This issue of JPT offers two suggestions as to why crude oil prices may not rise significantly in the near future. The role of unconventional production becoming the industry’s “swing producer” in reaction to oil prices is laid out in this month's Management column (see also Comments, March 2015 JPT). And the continued strength of Permian Basin output is described in this month's article Shift Toward Permian Drives Rising Rig Count.
Although global crude oil production has declined in some regions since the collapse in oil prices began, and there have been massive cuts in company spending, world output has remained stubbornly resilient. Global petroleum production rose in 2015 and 2016, and is projected to rise slightly in 2017, according to the US Department of Energy’s Energy Information Administration (EIA) Short-Term Energy Outlook, published in September.
US crude oil production averaged 9.4 million BOPD in 2015 and is forecast to average 8.8 million BOPD this year and 8.5 million BOPD in 2017. The US production forecast is 0.2 million BOPD higher than one the EIA made in August as it cited an uptick in drilling activity, rig efficiency, and well productivity.
The steep decline in North American rig activity over the past year came primarily from the onshore light tight oil sector, which has short development cycles that allow producers to react quickly to price signals. Production from the US Gulf of Mexico is expected to reach record highs next year due to previous big deepwater discoveries.
Changes to Performance Indices Page
Beginning with this issue, the World Crude Oil Production table in the Performance Indices page will include fewer countries. The table lists the monthly crude oil production numbers from the EIA. Ongoing work on the EIA’s website is disrupting the regular updating of some countries’ production numbers. This has been going on for several months, which is causing considerable delays in our reporting of this information.
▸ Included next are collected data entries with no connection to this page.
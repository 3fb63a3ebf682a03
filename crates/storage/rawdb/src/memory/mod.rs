//! In-memory store backends.
//!
//! These back the test-suite and embedders that do not need persistence. They
//! follow the same contracts as on-disk engines, including the atomicity of
//! ancient batches.

mod kv;
pub use kv::MemoryDb;

mod batch;
pub use batch::MemoryBatch;

mod ancient;
pub use ancient::MemoryAncients;
//! Records kept on behalf of the Istanbul consensus engine.

use super::{decode_rlp, delete_or_fatal, put_or_fatal};
use crate::{KeyValueReader, KeyValueWriter, schema, tiered::read_live};
use alloy_primitives::B256;
use atlas_primitives::Uptime;
use tracing::{error, trace, warn};

/// Reads the consensus engine records.
pub trait ConsensusReader: KeyValueReader {
    /// Returns the parent hash of the block a randomness `commitment` was made in.
    fn read_random_commitment_cache(&self, commitment: B256) -> Option<B256> {
        match self.get(&schema::randomness_commitment_key(commitment)) {
            Ok(data) => data.and_then(|data| B256::try_from(data.as_slice()).ok()),
            Err(error) => {
                warn!(target: "rawdb", %commitment, %error, "Failed to read randomness commitment cache entry");
                None
            }
        }
    }

    /// Returns the uptime accumulated so far by the validators of `epoch`.
    fn read_accumulated_epoch_uptime(&self, epoch: u64) -> Option<Uptime> {
        let Some(data) = read_live(self, &schema::uptime_key(epoch)) else {
            trace!(target: "rawdb", epoch, "No accumulated uptime for epoch");
            return None;
        };
        decode_rlp("uptime", &data)
            .inspect_err(|err| error!(target: "rawdb", epoch, %err, "Invalid uptime RLP"))
            .ok()
    }
}

impl<T: KeyValueReader + ?Sized> ConsensusReader for T {}

/// Writes the consensus engine records.
pub trait ConsensusWriter: KeyValueWriter {
    /// Associates a randomness `commitment` with the parent hash of its block.
    fn write_random_commitment_cache(&self, commitment: B256, parent_hash: B256) {
        put_or_fatal(
            self,
            &schema::randomness_commitment_key(commitment),
            parent_hash.as_slice(),
            "Failed to store randomness commitment cache entry",
        );
    }

    /// Removes the cached parent hash of `commitment`.
    fn delete_random_commitment_cache(&self, commitment: B256) {
        delete_or_fatal(
            self,
            &schema::randomness_commitment_key(commitment),
            "Failed to delete randomness commitment cache entry",
        );
    }

    /// Replaces the accumulated uptime of `epoch`.
    fn write_accumulated_epoch_uptime(&self, epoch: u64, uptime: &Uptime) {
        put_or_fatal(
            self,
            &schema::uptime_key(epoch),
            &alloy_rlp::encode(uptime),
            "Failed to store updated uptime",
        );
    }

    /// Removes the accumulated uptime of `epoch`.
    fn delete_accumulated_epoch_uptime(&self, epoch: u64) {
        delete_or_fatal(self, &schema::uptime_key(epoch), "Failed to delete uptime");
    }
}

impl<T: KeyValueWriter + ?Sized> ConsensusWriter for T {}

#[cfg(test)]
mod tests {
    use super::*;
    use crate::memory::MemoryDb;
    use atlas_primitives::UptimeEntry;

    #[test]
    fn test_random_commitment_cache() {
        let db = MemoryDb::new();
        let commitment = B256::repeat_byte(0xaa);
        let parent = B256::repeat_byte(0xbb);

        assert_eq!(db.read_random_commitment_cache(commitment), None);
        db.write_random_commitment_cache(commitment, parent);
        assert_eq!(db.read_random_commitment_cache(commitment), Some(parent));
        assert_eq!(db.read_random_commitment_cache(parent), None);

        db.delete_random_commitment_cache(commitment);
        assert_eq!(db.read_random_commitment_cache(commitment), None);
    }

    #[test]
    fn test_accumulated_epoch_uptime() {
        let db = MemoryDb::new();
        let uptime = Uptime {
            entries: vec![
                UptimeEntry { score_tally: 12, last_signed_block: 100 },
                UptimeEntry { score_tally: 0, last_signed_block: 0 },
            ],
            latest_block: 101,
        };

        assert!(db.read_accumulated_epoch_uptime(3).is_none());
        db.write_accumulated_epoch_uptime(3, &uptime);
        assert_eq!(db.read_accumulated_epoch_uptime(3), Some(uptime));
        assert!(db.read_accumulated_epoch_uptime(4).is_none());

        db.delete_accumulated_epoch_uptime(3);
        assert!(db.read_accumulated_epoch_uptime(3).is_none());
    }

    #[test]
    fn test_corrupt_uptime_reads_as_missing() {
        let db = MemoryDb::new();
        db.put(&schema::uptime_key(1), &[0xc5, 0x01]).unwrap();
        assert!(db.read_accumulated_epoch_uptime(1).is_none());
    }
}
EIA recently launched the redesign of its International Energy Portal at http://www.eia.gov/beta/international and is currently beta testing it.
Over the years, our readers have indicated that they use the Performance Indices to gather data for their research and analyses. Therefore, we decided not to source production data from another provider in order to preserve the continuity of data for our readers. Other reporting services use different methodologies to collect production information.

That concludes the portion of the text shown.